(Items from a data source)
************

//! Struct Layout Engine
//!
//! Computes C field offsets, size and alignment for structs described at run
//! time, in natural or packed mode.

use std::sync::Arc;

use super::error::{FfiError, FfiResult};
use super::types::{next_type_id, TypeDescriptor};
use super::value::{NativeBuffer, Value};

/// A laid-out struct field
#[derive(Debug, Clone)]
pub struct FieldDescriptor {
    /// Field name, unique within its struct
    pub name: String,
    /// Field type (the element type for inline arrays)
    pub ty: TypeDescriptor,
    /// Byte offset from the start of the struct
    pub offset: usize,
    /// Element count for inline arrays
    pub fixed_length: Option<usize>,
}

impl FieldDescriptor {
    /// Number of element slots this field occupies
    pub fn slots(&self) -> usize {
        self.fixed_length.unwrap_or(1)
    }

    /// Total bytes covered by the field
    pub fn size(&self) -> usize {
        self.ty.native_size() * self.slots()
    }
}

/// Immutable layout of a struct
#[derive(Debug)]
pub struct StructDescriptor {
    id: u64,
    name: Option<String>,
    fields: Vec<FieldDescriptor>,
    size: usize,
    alignment: usize,
    packed: bool,
}

struct PendingField {
    name: String,
    ty: TypeDescriptor,
    fixed_length: Option<usize>,
}

impl StructDescriptor {
    fn compute(name: Option<String>, pending: &[PendingField], packed: bool) -> Self {
        let mut alignment = 0usize;
        for field in pending {
            let align = field.ty.native_alignment().max(1);
            alignment = if packed {
                if alignment == 0 {
                    align
                } else {
                    alignment.min(align)
                }
            } else {
                alignment.max(align)
            };
        }
        let alignment = alignment.max(1);

        let mut size = 0usize;
        let mut fields = Vec::with_capacity(pending.len());
        for field in pending {
            let elem_size = field.ty.native_size();
            let elem_align = field.ty.native_alignment().max(1);
            let pad = |at: usize| {
                if packed {
                    0
                } else {
                    (elem_align - at % elem_align) % elem_align
                }
            };

            // arrays are laid out slot by slot, the first slot fixes the offset
            let offset = size + pad(size);
            size = offset;
            for slot in 0..field.fixed_length.unwrap_or(1) {
                if slot > 0 {
                    size += pad(size);
                }
                size += elem_size;
            }

            fields.push(FieldDescriptor {
                name: field.name.clone(),
                ty: field.ty.clone(),
                offset,
                fixed_length: field.fixed_length,
            });
        }

        if !packed {
            let left = size % alignment;
            if left > 0 {
                size += alignment - left;
            }
        }

        Self {
            id: next_type_id(),
            name,
            fields,
            size,
            alignment,
            packed,
        }
    }

    /// Process-unique id of this layout
    pub fn id(&self) -> u64 {
        self.id
    }

    pub fn name(&self) -> Option<&str> {
        self.name.as_deref()
    }

    pub fn fields(&self) -> &[FieldDescriptor] {
        &self.fields
    }

    /// Look up a field by name
    pub fn field(&self, name: &str) -> Option<&FieldDescriptor> {
        self.fields.iter().find(|f| f.name == name)
    }

    pub fn size(&self) -> usize {
        self.size
    }

    pub fn alignment(&self) -> usize {
        self.alignment
    }

    pub fn is_packed(&self) -> bool {
        self.packed
    }

    /// Whether every element slot sits at its type's natural alignment and
    /// the size needs no tail padding. A packed layout with this property is
    /// byte-for-byte the unpacked one.
    pub fn is_naturally_aligned(&self) -> bool {
        let mut widest = 1;
        let slots_aligned = self.fields.iter().all(|field| {
            let align = field.ty.native_alignment().max(1);
            let stride = field.ty.native_size();
            widest = widest.max(align);
            (0..field.slots()).all(|slot| (field.offset + slot * stride) % align == 0)
        });
        slots_aligned && self.size % widest == 0
    }

    fn display_name(&self) -> String {
        self.name
            .clone()
            .unwrap_or_else(|| format!("struct#{}", self.id))
    }
}

/// A struct definition under construction
///
/// Fields may be added until the first instance is created; after that the
/// layout is frozen. Taking a `descriptor()` does not freeze it.
pub struct StructDef {
    name: Option<String>,
    packed: bool,
    pending: Vec<PendingField>,
    current: Arc<StructDescriptor>,
    frozen: bool,
}

impl StructDef {
    /// Start a naturally aligned struct
    pub fn new(name: Option<&str>) -> Self {
        Self::with_packing(name, false)
    }

    /// Start a packed struct
    pub fn packed(name: Option<&str>) -> Self {
        Self::with_packing(name, true)
    }

    fn with_packing(name: Option<&str>, packed: bool) -> Self {
        let name = name.map(str::to_string);
        Self {
            current: Arc::new(StructDescriptor::compute(name.clone(), &[], packed)),
            name,
            packed,
            pending: Vec::new(),
            frozen: false,
        }
    }

    /// Append a field
    pub fn add_field(&mut self, name: &str, ty: TypeDescriptor) -> FfiResult<&mut Self> {
        self.push(name, ty, None)
    }

    /// Append an inline array of `len` elements
    pub fn add_array_field(
        &mut self,
        name: &str,
        element: TypeDescriptor,
        len: usize,
    ) -> FfiResult<&mut Self> {
        self.push(name, element, Some(len))
    }

    fn push(
        &mut self,
        name: &str,
        ty: TypeDescriptor,
        fixed_length: Option<usize>,
    ) -> FfiResult<&mut Self> {
        if self.frozen {
            return Err(FfiError::LayoutFrozen(self.current.display_name()));
        }
        if self.pending.iter().any(|f| f.name == name) {
            return Err(FfiError::FieldRedefinition {
                name: self.current.display_name(),
                field: name.to_string(),
            });
        }
        self.pending.push(PendingField {
            name: name.to_string(),
            ty,
            fixed_length,
        });
        self.current = Arc::new(StructDescriptor::compute(
            self.name.clone(),
            &self.pending,
            self.packed,
        ));
        Ok(self)
    }

    /// Current layout. Adding a field produces a new layout with a new id.
    pub fn descriptor(&self) -> Arc<StructDescriptor> {
        Arc::clone(&self.current)
    }

    /// Current layout as a by-value type descriptor
    pub fn type_descriptor(&self) -> TypeDescriptor {
        TypeDescriptor::structure(self.descriptor())
    }

    pub fn is_frozen(&self) -> bool {
        self.frozen
    }

    /// Materialize a zeroed instance, freezing the definition
    pub fn instance(&mut self) -> StructValue {
        self.frozen = true;
        StructValue::zeroed(self.descriptor())
    }
}

/// A materialized struct backed by native memory
///
/// Clones share the same storage, so a struct passed by pointer observes
/// writes made by native code.
#[derive(Debug, Clone)]
pub struct StructValue {
    desc: Arc<StructDescriptor>,
    storage: NativeBuffer,
}

impl StructValue {
    pub fn zeroed(desc: Arc<StructDescriptor>) -> Self {
        let storage = NativeBuffer::new(desc.size());
        Self { desc, storage }
    }

    /// Copy raw bytes into a new instance. Extra bytes are ignored.
    pub fn from_bytes(desc: Arc<StructDescriptor>, bytes: &[u8]) -> Self {
        let value = Self::zeroed(desc);
        let len = value.desc.size().min(bytes.len());
        value.storage.write_bytes(0, &bytes[..len]);
        value
    }

    pub fn descriptor(&self) -> &Arc<StructDescriptor> {
        &self.desc
    }

    /// Address of the first byte
    pub fn address(&self) -> usize {
        self.storage.address()
    }

    pub(crate) fn storage(&self) -> &NativeBuffer {
        &self.storage
    }

    /// Snapshot of the struct bytes
    pub fn to_bytes(&self) -> Vec<u8> {
        let mut bytes = self.storage.to_vec();
        bytes.truncate(self.desc.size());
        bytes
    }

    fn field(&self, name: &str) -> FfiResult<&FieldDescriptor> {
        self.desc.field(name).ok_or_else(|| FfiError::UnknownField {
            name: self.desc.display_name(),
            field: name.to_string(),
        })
    }

    fn slot_offset(&self, field: &FieldDescriptor, index: usize) -> FfiResult<usize> {
        if index >= field.slots() {
            return Err(FfiError::UnknownField {
                name: self.desc.display_name(),
                field: format!("{}[{}]", field.name, index),
            });
        }
        Ok(field.offset + index * field.ty.native_size())
    }

    /// Read a field
    pub fn get(&self, name: &str) -> FfiResult<Value> {
        self.get_index(name, 0)
    }

    /// Read one element of an inline array field
    pub fn get_index(&self, name: &str, index: usize) -> FfiResult<Value> {
        let field = self.field(name)?;
        let offset = self.slot_offset(field, index)?;
        self.storage.read(&field.ty, offset)
    }

    /// Write a field
    pub fn set(&self, name: &str, value: impl Into<Value>) -> FfiResult<()> {
        self.set_index(name, 0, value)
    }

    /// Write one element of an inline array field
    pub fn set_index(&self, name: &str, index: usize, value: impl Into<Value>) -> FfiResult<()> {
        let field = self.field(name)?;
        let offset = self.slot_offset(field, index)?;
        self.storage.write(&field.ty, offset, &value.into())
    }
}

************

**Problem to solve**
Lines from the start of the entries through the one containing "let alignment = alignment.max(1);" are to be set down again exactly, both ends included.

**Solution**
//! Struct Layout Engine
//!
//! Computes C field offsets, size and alignment for structs described at run
//! time, in natural or packed mode.

use std::sync::Arc;

use super::error::{FfiError, FfiResult};
use super::types::{next_type_id, TypeDescriptor};
use super::value::{NativeBuffer, Value};

/// A laid-out struct field
#[derive(Debug, Clone)]
pub struct FieldDescriptor {
    /// Field name, unique within its struct
    pub name: String,
    /// Field type (the element type for inline arrays)
    pub ty: TypeDescriptor,
    /// Byte offset from the start of the struct
    pub offset: usize,
    /// Element count for inline arrays
    pub fixed_length: Option<usize>,
}

impl FieldDescriptor {
    /// Number of element slots this field occupies
    pub fn slots(&self) -> usize {
        self.fixed_length.unwrap_or(1)
    }

    /// Total bytes covered by the field
    pub fn size(&self) -> usize {
        self.ty.native_size() * self.slots()
    }
}

/// Immutable layout of a struct
#[derive(Debug)]
pub struct StructDescriptor {
    id: u64,
    name: Option<String>,
    fields: Vec<FieldDescriptor>,
    size: usize,
    alignment: usize,
    packed: bool,
}

struct PendingField {
    name: String,
    ty: TypeDescriptor,
    fixed_length: Option<usize>,
}

impl StructDescriptor {
    fn compute(name: Option<String>, pending: &[PendingField], packed: bool) -> Self {
        let mut alignment = 0usize;
        for field in pending {
            let align = field.ty.native_alignment().max(1);
            alignment = if packed {
                if alignment == 0 {
                    align
                } else {
                    alignment.min(align)
                }
            } else {
                alignment.max(align)
            };
        }
        let alignment = alignment.max(1);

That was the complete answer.